Storm brewing in Trepassy

First - apologies to our followers for the absence of blog posts over the last couple of months. We have been busy - well - surviving errr navigating the Newfoundland winter. There is really no way I could keep, you, the reader engaged long enough for me to describe all we have encountered, endured, witnessed and yes - survived during that interim. So I will try to give you some Hi/Lowlights we have encountered during some of that time.

We have spent an inordinate amount of time dodging storms, dodging freezing spray, enduring freezing rain, watching it snow, shoveling snow, thawing frozen dock lines (I tell people you haven't lived until you spend hours thawing out your dock lines so you can leave said harbor...), repairing an array of issues that have crept up onboard, and most importantly - staying safe as best we can in this incredibly unforgiving North Atlantic Ocean during winter. It's a LOT of work - with little time for play.

Frozen dock lines. Frozen docks. Frozen boats. Everything freezes.

We have also been really busy building our YouTube channel and photography stockpile - this adventure / expedition has NOT been a vacation - as most people would assume life on a sailboat (anywhere) should be. Ha!

Since November 8 when we first went in the water, we have endured no fewer than 24 "Gale" ranked storms (storm force 8 - on the Beaufort scale where winds are over 40 mph). We have encountered at least two storms that were storm force 9 - 10 (winds reaching 55 mph) and a nearly devastating storm where the gusts were hurricane category 1 strength at over 74 mph! If 74 mph winds weren't enough - consider the raw temperature (not including wind chill) was a frigid -14 C or 7 F.
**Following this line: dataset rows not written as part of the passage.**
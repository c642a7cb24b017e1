//! Camera routes
//!
//! Frame ingest from the camera and the MJPEG live stream for viewers.

use std::convert::Infallible;
use std::sync::Arc;

use axum::body::Body;
use axum::extract::State;
use axum::http::header;
use axum::response::{IntoResponse, Json};
use bytes::{Bytes, BytesMut};
use futures_util::StreamExt;
use serde_json::{json, Value};

use crate::relay::PublishError;

use super::error::ApiError;
use super::AppState;

/// Boundary token between frames in the live stream
pub const STREAM_BOUNDARY: &str = "frame";

/// Content type of the live stream response
pub const STREAM_CONTENT_TYPE: &str = "multipart/x-mixed-replace; boundary=frame";

/// `POST /upload_frame` — accept one JPEG frame and fan it out
pub async fn upload_frame(
    State(state): State<Arc<AppState>>,
    body: Bytes,
) -> Result<Json<Value>, ApiError> {
    let size = body.len();

    match state.hub.publish(body) {
        Ok(viewers) => {
            tracing::info!(bytes = size, viewers, "Received frame");
            Ok(Json(json!({"status": "ok", "message": "Frame processed"})))
        }
        Err(err @ PublishError::EmptyFrame) => Err(ApiError::bad_request(err.to_string())),
    }
}

/// `GET /stream` — live MJPEG stream
///
/// Registers a viewer and streams each delivered frame as one part of a
/// `multipart/x-mixed-replace` response. The viewer handle lives inside
/// the response body, so when the client disconnects and the body is
/// dropped, the viewer unregisters itself.
pub async fn stream(State(state): State<Arc<AppState>>) -> impl IntoResponse {
    let viewer = state.hub.register();

    let parts = viewer.map(|frame| Ok::<_, Infallible>(multipart_part(&frame)));

    (
        [(header::CONTENT_TYPE, STREAM_CONTENT_TYPE)],
        Body::from_stream(parts),
    )
}

/// `GET /health` — static liveness response
pub async fn health() -> Json<Value> {
    Json(json!({"status": "ok", "message": "Server is running"}))
}

/// `GET /status` — relay counters and uptime
pub async fn status(State(state): State<Arc<AppState>>) -> Json<Value> {
    let stats = state.hub.stats().snapshot();

    Json(json!({
        "status": "ok",
        "uptime_secs": state.started_at.elapsed().as_secs(),
        "viewers": stats.viewers,
        "viewers_total": stats.viewers_total,
        "frames_received": stats.frames_received,
        "bytes_received": stats.bytes_received,
        "frames_delivered": stats.frames_delivered,
        "frames_dropped": stats.frames_dropped,
    }))
}

/// Wrap one frame as a multipart part
///
/// Layout: `--<boundary>` CRLF, a JPEG content-type header, a blank line,
/// the payload, CRLF. Browsers replace the displayed image on each part.
fn multipart_part(frame: &Bytes) -> Bytes {
    let mut part = BytesMut::with_capacity(frame.len() + STREAM_BOUNDARY.len() + 48);
    part.extend_from_slice(b"--");
    part.extend_from_slice(STREAM_BOUNDARY.as_bytes());
    part.extend_from_slice(b"\r\nContent-Type: image/jpeg\r\n\r\n");
    part.extend_from_slice(frame);
    part.extend_from_slice(b"\r\n");
    part.freeze()
}
//! Relay statistics
//!
//! Lock-free counters updated on the publish path and exposed as plain
//! snapshots through the status endpoint.

pub mod metrics;

pub use metrics::{RelaySnapshot, RelayStats};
Thats 27 Force 8 or greater storms in 4 months...

No doubt we were warned about how cruel and unforgiving the North Atlantic is during winter here - but we (and most other knowledgable local sea farers - albeit with the echoing caveat of: "With the right weather..."), really thought we would be in Maine by Christmas (NOT Fermuse) and well clear of Newfoundland by the time winter threw its harsher and more brutal blows. Yep...
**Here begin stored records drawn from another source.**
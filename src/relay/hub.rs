//! Frame hub implementation
//!
//! The central registry that accepts frames from publishers and fans them
//! out to per-viewer mailboxes.

use std::collections::HashMap;
use std::sync::atomic::{AtomicU64, Ordering};
use std::sync::Arc;

use bytes::Bytes;
use parking_lot::Mutex;
use tokio::sync::mpsc;
use tokio::sync::mpsc::error::TrySendError;

use crate::stats::RelayStats;

use super::error::PublishError;
use super::viewer::Viewer;

/// Default mailbox capacity for new viewers
///
/// A viewer that falls more than this many frames behind the camera starts
/// losing the newest frames until it drains its mailbox. At typical camera
/// rates this is under a second of buffered video.
pub const DEFAULT_MAILBOX_CAPACITY: usize = 16;

/// Central fan-out point between frame publishers and viewers
///
/// The hub keeps one bounded mailbox per registered viewer. Publishing
/// never suspends and never waits for slow viewers: a full mailbox drops
/// the incoming frame for that viewer only, and delivery to the others
/// proceeds unaffected.
///
/// The viewer table is guarded by a `parking_lot::Mutex` held only for
/// table updates and the non-blocking send loop, so `publish` is callable
/// from async context without yielding.
pub struct FrameHub {
    /// Map of viewer id to the sending half of its mailbox
    viewers: Mutex<HashMap<u64, mpsc::Sender<Bytes>>>,

    /// Next viewer registration id
    next_viewer_id: AtomicU64,

    /// Mailbox capacity used by `register`
    mailbox_capacity: usize,

    /// Throughput counters
    stats: RelayStats,
}

impl FrameHub {
    /// Create a new hub with the default mailbox capacity
    pub fn new() -> Self {
        Self::with_capacity(DEFAULT_MAILBOX_CAPACITY)
    }

    /// Create a new hub with a custom default mailbox capacity
    ///
    /// A capacity of zero is treated as one.
    pub fn with_capacity(capacity: usize) -> Self {
        Self {
            viewers: Mutex::new(HashMap::new()),
            next_viewer_id: AtomicU64::new(1),
            mailbox_capacity: capacity.max(1),
            stats: RelayStats::new(),
        }
    }

    /// Get the default mailbox capacity
    pub fn mailbox_capacity(&self) -> usize {
        self.mailbox_capacity
    }

    /// Register a viewer with the default mailbox capacity
    pub fn register(self: &Arc<Self>) -> Viewer {
        self.register_with_capacity(self.mailbox_capacity)
    }

    /// Register a viewer with a custom mailbox capacity
    ///
    /// The returned handle unregisters itself when dropped, so a viewer
    /// task that is cancelled mid-receive still leaves the fan-out set.
    pub fn register_with_capacity(self: &Arc<Self>, capacity: usize) -> Viewer {
        let capacity = capacity.max(1);
        let id = self.next_viewer_id.fetch_add(1, Ordering::Relaxed);
        let (tx, rx) = mpsc::channel(capacity);

        self.viewers.lock().insert(id, tx);
        self.stats.viewer_connected();

        tracing::info!(viewer = id, capacity, "Viewer registered");

        Viewer::new(id, rx, Arc::clone(self))
    }

    /// Remove a viewer from the fan-out set
    ///
    /// Idempotent: unregistering an unknown or already removed id is a
    /// no-op. Dropping the sender also wakes a pending `Viewer::recv`,
    /// which then returns `None`.
    pub fn unregister(&self, id: u64) {
        let removed = self.viewers.lock().remove(&id).is_some();

        if removed {
            self.stats.viewer_disconnected();
            tracing::info!(viewer = id, "Viewer unregistered");
        }
    }

    /// Publish a frame to every registered viewer
    ///
    /// Returns the number of mailboxes that accepted the frame. Viewers
    /// with full mailboxes miss this frame; the publisher is never blocked
    /// or failed on their behalf. Empty frames are rejected.
    ///
    /// The payload is reference-counted, so fan-out shares one allocation
    /// across all viewers.
    pub fn publish(&self, frame: Bytes) -> Result<usize, PublishError> {
        if frame.is_empty() {
            return Err(PublishError::EmptyFrame);
        }

        self.stats.record_frame(frame.len());

        let mut delivered = 0;
        let mut closed: Vec<u64> = Vec::new();

        {
            let viewers = self.viewers.lock();
            for (&id, tx) in viewers.iter() {
                match tx.try_send(frame.clone()) {
                    Ok(()) => delivered += 1,
                    Err(TrySendError::Full(_)) => {
                        self.stats.record_dropped();
                        tracing::debug!(viewer = id, "Viewer mailbox full, frame dropped");
                    }
                    Err(TrySendError::Closed(_)) => closed.push(id),
                }
            }
        }

        // A closed mailbox means the receiving half is gone without an
        // unregister call. Prune it like an explicit unregister.
        for id in closed {
            tracing::warn!(viewer = id, "Viewer mailbox closed, pruning");
            self.unregister(id);
        }

        self.stats.record_delivered(delivered);

        Ok(delivered)
    }

    /// Get the number of registered viewers
    pub fn viewer_count(&self) -> usize {
        self.viewers.lock().len()
    }

    /// Get the relay counters
    pub fn stats(&self) -> &RelayStats {
        &self.stats
    }
}

impl Default for FrameHub {
    fn default() -> Self {
        Self::new()
    }
}

impl std::fmt::Debug for FrameHub {
    fn fmt(&self, f: &mut std::fmt::Formatter<'_>) -> std::fmt::Result {
        f.debug_struct("FrameHub")
            .field("viewers", &self.viewer_count())
            .field("mailbox_capacity", &self.mailbox_capacity)
            .finish()
    }
}

#[cfg(test)]
mod tests {
    use std::time::Instant;

    use futures_util::StreamExt;

    use super::*;

    fn jpeg(tag: u8) -> Bytes {
        Bytes::from(vec![0xFF, 0xD8, 0xFF, 0xE0, tag, 0xFF, 0xD9])
    }

    #[tokio::test]
    async fn test_publish_reaches_all_viewers() {
        let hub = Arc::new(FrameHub::new());
        let mut a = hub.register();
        let mut b = hub.register();

        let frame = jpeg(1);
        let delivered = hub.publish(frame.clone()).unwrap();
        assert_eq!(delivered, 2);

        let got_a = a.recv().await.unwrap();
        let got_b = b.recv().await.unwrap();
        assert_eq!(got_a, frame);
        assert_eq!(got_b, frame);

        // Fan-out shares the allocation rather than copying the payload
        assert_eq!(got_a.as_ptr(), frame.as_ptr());
        assert_eq!(got_b.as_ptr(), frame.as_ptr());

        // Exactly one copy per viewer
        assert!(a.try_recv().is_none());
        assert!(b.try_recv().is_none());
    }

    #[tokio::test]
    async fn test_unregistered_viewer_excluded_from_fanout() {
        let hub = Arc::new(FrameHub::new());
        let a = hub.register();
        let mut b = hub.register();
        assert_eq!(hub.viewer_count(), 2);

        drop(a);
        assert_eq!(hub.viewer_count(), 1);

        let delivered = hub.publish(jpeg(2)).unwrap();
        assert_eq!(delivered, 1);
        assert_eq!(b.recv().await.unwrap(), jpeg(2));
    }

    #[tokio::test]
    async fn test_empty_frame_rejected() {
        let hub = Arc::new(FrameHub::new());
        let mut viewer = hub.register();

        let result = hub.publish(Bytes::new());
        assert_eq!(result, Err(PublishError::EmptyFrame));

        // Nothing was delivered and nothing was counted
        assert!(viewer.try_recv().is_none());
        assert_eq!(hub.stats().snapshot().frames_received, 0);
    }

    #[tokio::test]
    async fn test_full_mailbox_drops_newest_frame() {
        let hub = Arc::new(FrameHub::new());
        let mut viewer = hub.register_with_capacity(1);

        // Second publish finds the mailbox full and is dropped for this
        // viewer; the publisher still gets a success
        assert_eq!(hub.publish(jpeg(1)).unwrap(), 1);
        assert_eq!(hub.publish(jpeg(2)).unwrap(), 0);

        // The mailbox holds the first frame, not the second
        assert_eq!(viewer.recv().await.unwrap(), jpeg(1));
        assert!(viewer.try_recv().is_none());

        // Once drained, delivery resumes
        assert_eq!(hub.publish(jpeg(3)).unwrap(), 1);
        assert_eq!(viewer.recv().await.unwrap(), jpeg(3));

        assert_eq!(hub.stats().snapshot().frames_dropped, 1);
    }

    #[tokio::test]
    async fn test_publish_does_not_block_on_stalled_viewer() {
        let hub = Arc::new(FrameHub::new());
        let _stalled = hub.register_with_capacity(1);

        let start = Instant::now();
        for i in 0..100 {
            hub.publish(jpeg(i)).unwrap();
        }
        assert!(start.elapsed().as_secs() < 1);

        let snap = hub.stats().snapshot();
        assert_eq!(snap.frames_received, 100);
        assert_eq!(snap.frames_delivered, 1);
        assert_eq!(snap.frames_dropped, 99);
    }

    #[tokio::test]
    async fn test_unregister_is_idempotent() {
        let hub = Arc::new(FrameHub::new());
        let viewer = hub.register();
        let id = viewer.id();

        hub.unregister(id);
        hub.unregister(id);
        assert_eq!(hub.viewer_count(), 0);

        // The drop guard fires a third time with no effect
        drop(viewer);
        let snap = hub.stats().snapshot();
        assert_eq!(snap.viewers, 0);
        assert_eq!(snap.viewers_total, 1);
    }

    #[tokio::test]
    async fn test_unregister_ends_pending_recv() {
        let hub = Arc::new(FrameHub::new());
        let mut viewer = hub.register();

        hub.unregister(viewer.id());
        assert!(viewer.recv().await.is_none());
    }

    #[tokio::test]
    async fn test_delivery_order_preserved() {
        let hub = Arc::new(FrameHub::new());
        let mut viewer = hub.register();

        hub.publish(jpeg(1)).unwrap();
        hub.publish(jpeg(2)).unwrap();
        hub.publish(jpeg(3)).unwrap();

        assert_eq!(viewer.recv().await.unwrap(), jpeg(1));
        assert_eq!(viewer.recv().await.unwrap(), jpeg(2));
        assert_eq!(viewer.recv().await.unwrap(), jpeg(3));
    }

    #[tokio::test]
    async fn test_viewer_stream_yields_frames() {
        let hub = Arc::new(FrameHub::new());
        let mut viewer = hub.register();

        hub.publish(jpeg(7)).unwrap();
        assert_eq!(viewer.next().await.unwrap(), jpeg(7));

        // Stream terminates after unregistration
        hub.unregister(viewer.id());
        assert!(viewer.next().await.is_none());
    }

    #[tokio::test]
    async fn test_zero_capacity_clamped_to_one() {
        let hub = Arc::new(FrameHub::with_capacity(0));
        assert_eq!(hub.mailbox_capacity(), 1);

        let mut viewer = hub.register_with_capacity(0);
        assert_eq!(hub.publish(jpeg(1)).unwrap(), 1);
        assert_eq!(viewer.recv().await.unwrap(), jpeg(1));
    }

    #[tokio::test]
    async fn test_viewer_gauge_tracks_registrations() {
        let hub = Arc::new(FrameHub::new());
        let a = hub.register();
        let b = hub.register();
        assert_eq!(hub.stats().snapshot().viewers, 2);

        drop(a);
        drop(b);
        let snap = hub.stats().snapshot();
        assert_eq!(snap.viewers, 0);
        assert_eq!(snap.viewers_total, 2);
    }
}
Its forecast images like this that make my stomach turn. Where is Newfoundland you might ask? About to be blown off the map apparently. This has been a common pattern.
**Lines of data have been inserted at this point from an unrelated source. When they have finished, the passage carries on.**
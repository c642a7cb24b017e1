//! camhub — MJPEG camera relay with an IoT telemetry backend
//!
//! A single HTTP service that accepts JPEG frames pushed by ESP32-class
//! cameras and re-broadcasts them live to any number of browser viewers,
//! alongside JSON telemetry storage and device registration for the same
//! fleet.
//!
//! # Quick Start
//!
//! ```no_run
//! use std::sync::Arc;
//!
//! use camhub::server::{self, AppState, ServerConfig};
//!
//! #[tokio::main]
//! async fn main() -> anyhow::Result<()> {
//!     let config = ServerConfig::default();
//!     let state = Arc::new(AppState::new(&config));
//!     server::serve(&config, state).await
//! }
//! ```
//!
//! Cameras POST JPEG bytes to `/upload_frame`; browsers watch `/stream`,
//! which serves `multipart/x-mixed-replace` and updates the image on
//! every pushed frame. Telemetry and device registration live under
//! `/data` and `/agent`.

pub mod devices;
pub mod relay;
pub mod server;
pub mod stats;
pub mod telemetry;

#[cfg(feature = "mqtt")]
pub mod mqtt;

pub use relay::{FrameHub, PublishError, Viewer};
pub use server::{AppState, ServerConfig};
Our worst impediment was obviously our late departure in November. But the final blow (pun intended) preventing us from making the leap south was being stuck for over two weeks in St John's for a string of Nor' easter and Easterly gales whipping the seas up into colossal 50 and 60 foot waves. I will never forget standing on the edge of Cape Spear getting blown off my feet while trying to photograph these intimidating behemoths. A surfers delight and a Bahama dreaming guy's nightmare. This delay really set us back - and we could only sit by and watch the last throws of good natured weather on the South coast sail south without us. Those effervescent weather windows would have allowed us to cross the Cabott Straight to Nova Scotia with better tempers - had we been better positioned on the South Coast. Earlier...

The power of Nature... Cape Spear fury...

After St. John's we were consistently delayed, sometimes for a week or more in a single location, before we could continue moving towards a "jumping off" point for Nova Scotia. On our way to the South coast of Newfoundland we had two untimely malfunctions and one pesky issue come together at the same time encouraging us to ask a near by Canadian Coast Guard vessel (CCGS Teleost) for assistance in the form of a tow into Trepassy bay during a night time blizzard, white out conditions, and 8-10 foot seas.

This was our first true mechanical issue where the Oceanvolt battery system lost vital communications. Only 8 of the 16 batteries were communicating/reporting with the computer system and was giving us conflicting dashboard information on our "remaining power" level for motoring. This meant our range was instantly and dramatically reduced and we could no longer "confidently" motor to Trepassy as we originally planed after rounding Cape Race. We do own a "sailboat" after all, and we were determined to sail into Trepassy.

Then issue #2 crept in. Hakluyt had WAY too much "lee" helm (where the boat won't sail to windward well). We tried almost two dozen sail combinations and we just couldn't point anywhere closer than 80'ish degrees into the wind. After an hour of sailing our forward progress yielded only a few hundred feet instead of miles. The winds were against us, the considerable waves were against us, the snow was collecting on deck much more than was predicted and our visibility was gone due to darkness and blizzard conditions.

Sometimes the fjords are protection from the wind - other times they punch you in the face knocking your teeth out.

While we could have sailed the duration into Trepassy - after what would have been a epic marathon night tacking out to sea in adverse conditions - the tow was the right decision - enter CCGS Teleost (Thank you lads!). Upon arrival into Trepassy bay, issue #3 reared its head in the form of "now" NON functional motors - despite the dashboard showing some juice left in the (uncertain) batteries. The props would spin - but they failed to engage and articulate out of "feather" mode properly into "propulsion" mode. They would only churn the water like an egg beater. Thankfully the crew on the Fast Response Craft (FRC) from Teleost were still there to guide us safely to the dock. Hats off to "Stan" and crew of the FRC!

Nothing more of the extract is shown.